* [PATCH 1/2] btrfs: use fs_info as the block device holder
2025-06-06 5:47 [PATCH 0/2] btrfs: implement blk_holder_ops call backs Qu Wenruo
@ 2025-06-06 5:47 ` Qu Wenruo
2025-06-06 5:47 ` [PATCH 2/2] btrfs: add a simple dead device detection mechanism Qu Wenruo
2025-06-06 8:18 ` [PATCH 0/2] btrfs: implement blk_holder_ops call backs Qu Wenruo
2 siblings, 0 replies; 4+ messages in thread
From: Qu Wenruo @ 2025-06-06 5:47 UTC (permalink / raw)
To: linux-btrfs
Currently btrfs uses "btrfs_fs_type" as the bdev holder for all opened
device, which means all btrfses shares the same holder value.
That's only fine when there is no blk_holder_ops provided, but we're
going to implement blk_holder_ops soon, so replace the "btrfs_fs_type"
holder usage, and replace it with a proper fs_info instead.
This means we can remove the btrfs_fs_info::bdev_holder completely.
Signed-off-by: Qu Wenruo <wqu@suse.com>
---
fs/btrfs/dev-replace.c | 2 +-
fs/btrfs/fs.h | 2 --
fs/btrfs/super.c | 3 +--
fs/btrfs/volumes.c | 4 ++--
4 files changed, 4 insertions(+), 7 deletions(-)

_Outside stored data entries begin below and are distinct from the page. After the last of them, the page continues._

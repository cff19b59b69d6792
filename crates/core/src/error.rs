// SPDX-License-Identifier: BUSL-1.1
// Copyright (c) 2026 Alfred Jean LLC

//! Contract errors raised by the registry and resolver.
//!
//! These map 1:1 onto the boundary error codes; operational (executor)
//! failures are a separate, free-form classified message rather than a
//! typed variant (see `owb_engine::error`).

use thiserror::Error;

/// Errors raised by build/profile/list operations that callers are expected
/// to map onto a stable machine-readable code.
#[derive(Debug, Error)]
pub enum ContractError {
    #[error("profile not found: {0}")]
    ProfileNotFound(String),

    #[error("list not found: {0}")]
    ListNotFound(String),

    #[error("build not found: {0}")]
    BuildNotFound(String),

    #[error("artifact not found: {0}")]
    ArtifactNotFound(String),

    #[error("build not ready: {0}")]
    NotReady(String),

    #[error("build is running: {0}")]
    Running(String),

    #[error("build already finished: {0}")]
    AlreadyFinished(String),

    #[error("runner already running")]
    RunnerAlreadyRunning,

    #[error("invalid request: {0}")]
    InvalidRequest(String),

    #[error("invalid profile payload: {0}")]
    InvalidProfilePayload(String),

    #[error("invalid list payload: {0}")]
    InvalidListPayload(String),

    #[error("invalid package name: {0}")]
    InvalidPackageName(String),

    #[error("invalid file path: {0}")]
    InvalidFilePath(String),

    #[error("io error: {0}")]
    Io(#[from] std::io::Error),
}

impl ContractError {
    /// The stable machine-readable code surfaced at the boundary (§6).
    pub fn code(&self) -> &'static str {
        match self {
            ContractError::ProfileNotFound(_) => "profile_not_found",
            ContractError::ListNotFound(_) => "list_not_found",
            ContractError::BuildNotFound(_) => "build_not_found",
            ContractError::ArtifactNotFound(_) => "artifact_not_found",
            ContractError::NotReady(_) => "not_ready",
            ContractError::Running(_) => "build_running",
            ContractError::AlreadyFinished(_) => "already_finished",
            ContractError::RunnerAlreadyRunning => "runner_already_running",
            ContractError::InvalidRequest(_) => "invalid_request",
            ContractError::InvalidProfilePayload(_) => "invalid_request",
            ContractError::InvalidListPayload(_) => "invalid_request",
            ContractError::InvalidPackageName(_) => "invalid_request",
            ContractError::InvalidFilePath(_) => "invalid_request",
            ContractError::Io(_) => "invalid_request",
        }
    }
}

#[cfg(test)]
#[path = "error_tests.rs"]
mod tests;
// SPDX-License-Identifier: BUSL-1.1
// Copyright (c) 2026 Alfred Jean LLC

// Allow panic!/unwrap/expect in test code
#![cfg_attr(test, allow(clippy::panic))]
#![cfg_attr(test, allow(clippy::unwrap_used))]
#![cfg_attr(test, allow(clippy::expect_used))]

//! `owb` — manual operation and smoke-testing CLI for the build
//! orchestration service. Reads and writes the same durable files the
//! runner and core operate on; there is no socket protocol to a daemon.

use std::path::PathBuf;
use std::sync::Arc;

use anyhow::{bail, Context, Result};
use clap::{Parser, Subcommand};
use owb_cli::color;
use owb_cli::env::CliEnv;
use owb_cli::table::{Column, Table};
use owb_core::{BuildId, BuildOptions, BuildRequest, ListBody, ListId, OutputImage, ProfileBody};
use owb_profile::{ListStore, ProfileStore};
use owb_storage::BuildRegistry;

#[derive(Parser)]
#[command(name = "owb", version, about = "OpenWrt build orchestration CLI")]
struct Cli {
    #[command(subcommand)]
    command: Commands,
}

#[derive(Subcommand)]
enum Commands {
    /// Submit a new build request.
    Submit(SubmitArgs),
    /// List all build records.
    List,
    /// Show a single build's record.
    Show { build_id: String },
    /// Request cancellation of a queued or running build.
    Cancel { build_id: String },
    /// Delete a build's record and artifacts.
    Delete { build_id: String },
    /// List a finished build's artifacts.
    Artifacts { build_id: String },
    /// Download a build artifact to a local path.
    Download {
        build_id: String,
        artifact_id: String,
        #[arg(long, value_name = "PATH")]
        out: PathBuf,
    },
    /// Show a build's tailed stdout/stderr logs.
    Logs {
        build_id: String,
        #[arg(long)]
        limit: Option<usize>,
    },
    /// Profile collaborator management (for local seeding/testing).
    Profile(ProfileArgs),
    /// Package-list collaborator management (for local seeding/testing).
    Pkglist(PkglistArgs),
}

#[derive(clap::Args)]
struct SubmitArgs {
    profile_id: String,
    platform: String,
    target: String,
    subtarget: String,
    version: String,
    /// Output image kind; repeatable. Defaults to `sysupgrade`.
    #[arg(long = "image", value_name = "sysupgrade|factory")]
    images: Vec<String>,
    #[arg(long)]
    force: bool,
    #[arg(long)]
    debug: bool,
}

#[derive(clap::Args)]
struct ProfileArgs {
    #[command(subcommand)]
    command: ProfileCommand,
}

#[derive(Subcommand)]
enum ProfileCommand {
    List,
    Get { profile_id: String },
    Create {
        profile_id: String,
        #[arg(long = "list", value_name = "LIST_ID")]
        lists: Vec<String>,
        #[arg(long = "include", value_name = "PKG")]
        extra_include: Vec<String>,
        #[arg(long = "exclude", value_name = "PKG")]
        extra_exclude: Vec<String>,
        #[arg(long = "file", value_name = "REL_PATH")]
        files: Vec<String>,
        #[arg(long)]
        force: bool,
    },
    Delete { profile_id: String },
}

#[derive(clap::Args)]
struct PkglistArgs {
    #[command(subcommand)]
    command: PkglistCommand,
}

#[derive(Subcommand)]
enum PkglistCommand {
    List,
    Get { list_id: String },
    Create {
        list_id: String,
        #[arg(long = "include", value_name = "PKG")]
        include: Vec<String>,
        #[arg(long = "exclude", value_name = "PKG")]
        exclude: Vec<String>,
        #[arg(long)]
        force: bool,
    },
    Delete { list_id: String },
}

fn main() -> Result<()> {
    let cli = Cli::parse();
    let env = CliEnv::load().context("loading OPENWRT_BUILDER_* environment")?;

    match cli.command {
        Commands::Submit(args) => submit(&env, args),
        Commands::List => list(&env),
        Commands::Show { build_id } => show(&env, &build_id),
        Commands::Cancel { build_id } => cancel(&env, &build_id),
        Commands::Delete { build_id } => delete(&env, &build_id),
        Commands::Artifacts { build_id } => artifacts(&env, &build_id),
        Commands::Download {
            build_id,
            artifact_id,
            out,
        } => download(&env, &build_id, &artifact_id, &out),
        Commands::Logs { build_id, limit } => logs(&env, &build_id, limit),
        Commands::Profile(args) => profile_command(&env, args.command),
        Commands::Pkglist(args) => pkglist_command(&env, args.command),
    }
}

fn registry(env: &CliEnv) -> BuildRegistry {
    BuildRegistry::new(&env.builds_dir, Arc::new(ProfileStore::new(&env.profiles_dir)))
}

fn parse_output_image(s: &str) -> Result<OutputImage> {
    match s {
        "sysupgrade" => Ok(OutputImage::Sysupgrade),
        "factory" => Ok(OutputImage::Factory),
        other => bail!("unknown output image: {other} (expected sysupgrade or factory)"),
    }
}

fn submit(env: &CliEnv, args: SubmitArgs) -> Result<()> {
    let reg = registry(env);
    let output_images = if args.images.is_empty() {
        vec![OutputImage::Sysupgrade]
    } else {
        args.images
            .iter()
            .map(|s| parse_output_image(s))
            .collect::<Result<Vec<_>>>()?
    };
    let request = BuildRequest {
        profile_id: args.profile_id,
        platform: args.platform,
        target: args.target,
        subtarget: args.subtarget,
        version: args.version,
        options: BuildOptions {
            force_rebuild: args.force,
            debug: args.debug,
            output_images,
        },
    };
    let (record, created) = reg.create_build(request)?;
    if created {
        println!("submitted {}", record.build_id);
    } else {
        println!("{}", color::muted(&format!("reused cached build {}", record.build_id)));
    }
    Ok(())
}

fn list(env: &CliEnv) -> Result<()> {
    let reg = registry(env);
    let builds = reg.list_builds()?;
    let mut table = Table::new(vec![
        Column::left("BUILD_ID"),
        Column::status("STATE"),
        Column::right("PROGRESS"),
        Column::left("PROFILE"),
        Column::muted("UPDATED_AT"),
    ]);
    for build in &builds {
        table.row(vec![
            build.build_id.to_string(),
            format!("{:?}", build.state).to_lowercase(),
            format!("{}%", build.progress),
            build.request.profile_id.clone(),
            build.updated_at.clone(),
        ]);
    }
    let mut stdout = std::io::stdout();
    table.render(&mut stdout);
    if builds.is_empty() {
        println!("{}", color::muted("no builds"));
    }
    Ok(())
}

fn show(env: &CliEnv, build_id: &str) -> Result<()> {
    let reg = registry(env);
    let build = reg.get_build(&BuildId::new(build_id))?;
    println!("{}", serde_json::to_string_pretty(&build)?);
    Ok(())
}

fn cancel(env: &CliEnv, build_id: &str) -> Result<()> {
    let reg = registry(env);
    let changed = reg.cancel_build(&BuildId::new(build_id))?;
    if changed {
        println!("cancel requested for {build_id}");
    } else {
        println!("{}", color::muted(&format!("{build_id} already terminal")));
    }
    Ok(())
}

fn delete(env: &CliEnv, build_id: &str) -> Result<()> {
    let reg = registry(env);
    reg.delete_build(&BuildId::new(build_id))?;
    println!("deleted {build_id}");
    Ok(())
}

fn artifacts(env: &CliEnv, build_id: &str) -> Result<()> {
    let reg = registry(env);
    let artifacts = reg.list_build_artifacts(&BuildId::new(build_id))?;
    let mut table = Table::new(vec![
        Column::left("ID"),
        Column::left("ROLE"),
        Column::right("SIZE"),
        Column::left("PATH"),
    ]);
    for artifact in &artifacts {
        table.row(vec![
            artifact.id.clone(),
            format!("{:?}", artifact.role).to_lowercase(),
            artifact.size.to_string(),
            artifact.path.clone(),
        ]);
    }
    let mut stdout = std::io::stdout();
    table.render(&mut stdout);
    Ok(())
}

fn download(env: &CliEnv, build_id: &str, artifact_id: &str, out: &std::path::Path) -> Result<()> {
    let reg = registry(env);
    let src = reg.get_build_download(&BuildId::new(build_id), artifact_id)?;
    std::fs::copy(&src, out).with_context(|| format!("copying {} to {}", src.display(), out.display()))?;
    println!("downloaded to {}", out.display());
    Ok(())
}

fn logs(env: &CliEnv, build_id: &str, limit: Option<usize>) -> Result<()> {
    let reg = registry(env);
    let view = reg.get_build_logs(&BuildId::new(build_id), limit)?;
    println!("--- stdout{} ---", if view.stdout_truncated { " (truncated)" } else { "" });
    println!("{}", view.stdout);
    println!("--- stderr{} ---", if view.stderr_truncated { " (truncated)" } else { "" });
    println!("{}", view.stderr);
    Ok(())
}

fn profile_command(env: &CliEnv, command: ProfileCommand) -> Result<()> {
    let store = ProfileStore::new(&env.profiles_dir);
    match command {
        ProfileCommand::List => {
            let profiles = store.list()?;
            let mut table = Table::new(vec![
                Column::left("PROFILE_ID"),
                Column::right("LISTS"),
                Column::muted("UPDATED_AT"),
            ]);
            for p in &profiles {
                table.row(vec![
                    p.profile_id.as_ref().map(|id| id.to_string()).unwrap_or_default(),
                    p.profile.lists.len().to_string(),
                    p.updated_at.clone().unwrap_or_default(),
                ]);
            }
            let mut stdout = std::io::stdout();
            table.render(&mut stdout);
        }
        ProfileCommand::Get { profile_id } => {
            let record = store.get(&profile_id)?;
            println!("{}", serde_json::to_string_pretty(&record)?);
        }
        ProfileCommand::Create {
            profile_id,
            lists,
            extra_include,
            extra_exclude,
            files,
            force,
        } => {
            let body = ProfileBody {
                lists: lists.into_iter().map(ListId::new).collect(),
                extra_include,
                extra_exclude,
                files,
            };
            store.create(&profile_id, body, force)?;
            println!("created {profile_id}");
        }
        ProfileCommand::Delete { profile_id } => {
            store.delete(&profile_id)?;
            println!("deleted {profile_id}");
        }
    }
    Ok(())
}

fn pkglist_command(env: &CliEnv, command: PkglistCommand) -> Result<()> {
    let store = ListStore::new(&env.lists_dir);
    match command {
        PkglistCommand::List => {
            let lists = store.list()?;
            let mut table = Table::new(vec![
                Column::left("LIST_ID"),
                Column::right("INCLUDE"),
                Column::right("EXCLUDE"),
                Column::muted("UPDATED_AT"),
            ]);
            for l in &lists {
                table.row(vec![
                    l.list_id.as_ref().map(|id| id.to_string()).unwrap_or_default(),
                    l.list.include.len().to_string(),
                    l.list.exclude.len().to_string(),
                    l.updated_at.clone().unwrap_or_default(),
                ]);
            }
            let mut stdout = std::io::stdout();
            table.render(&mut stdout);
        }
        PkglistCommand::Get { list_id } => {
            let record = store.get(&list_id)?;
            println!("{}", serde_json::to_string_pretty(&record)?);
        }
        PkglistCommand::Create {
            list_id,
            include,
            exclude,
            force,
        } => {
            let body = ListBody { include, exclude };
            store.create(&list_id, body, force)?;
            println!("created {list_id}");
        }
        PkglistCommand::Delete { list_id } => {
            store.delete(&list_id)?;
            println!("deleted {list_id}");
        }
    }
    Ok(())
}

#[cfg(test)]
#[path = "main_tests.rs"]
mod tests;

diff --git a/fs/btrfs/dev-replace.c b/fs/btrfs/dev-replace.c
index 2decb9fff445..cf63f4b29327 100644
--- a/fs/btrfs/dev-replace.c
+++ b/fs/btrfs/dev-replace.c
@@ -250,7 +250,7 @@ static int btrfs_init_dev_replace_tgtdev(struct btrfs_fs_info *fs_info,
}
bdev_file = bdev_file_open_by_path(device_path, BLK_OPEN_WRITE,
- fs_info->bdev_holder, NULL);
+ fs_info, NULL);
if (IS_ERR(bdev_file)) {
btrfs_err(fs_info, "target device %s is invalid!", device_path);
return PTR_ERR(bdev_file);
diff --git a/fs/btrfs/fs.h b/fs/btrfs/fs.h
index b239e4b8421c..d90304d4e32c 100644
--- a/fs/btrfs/fs.h
+++ b/fs/btrfs/fs.h
@@ -715,8 +715,6 @@ struct btrfs_fs_info {
u32 data_chunk_allocations;
u32 metadata_ratio;
- void *bdev_holder;
-
/* Private scrub information */
struct mutex scrub_lock;
atomic_t scrubs_running;
diff --git a/fs/btrfs/super.c b/fs/btrfs/super.c
index 2d0d8c6e77b4..c1efd20166cc 100644
--- a/fs/btrfs/super.c
+++ b/fs/btrfs/super.c
@@ -1865,7 +1865,7 @@ static int btrfs_get_tree_super(struct fs_context *fc)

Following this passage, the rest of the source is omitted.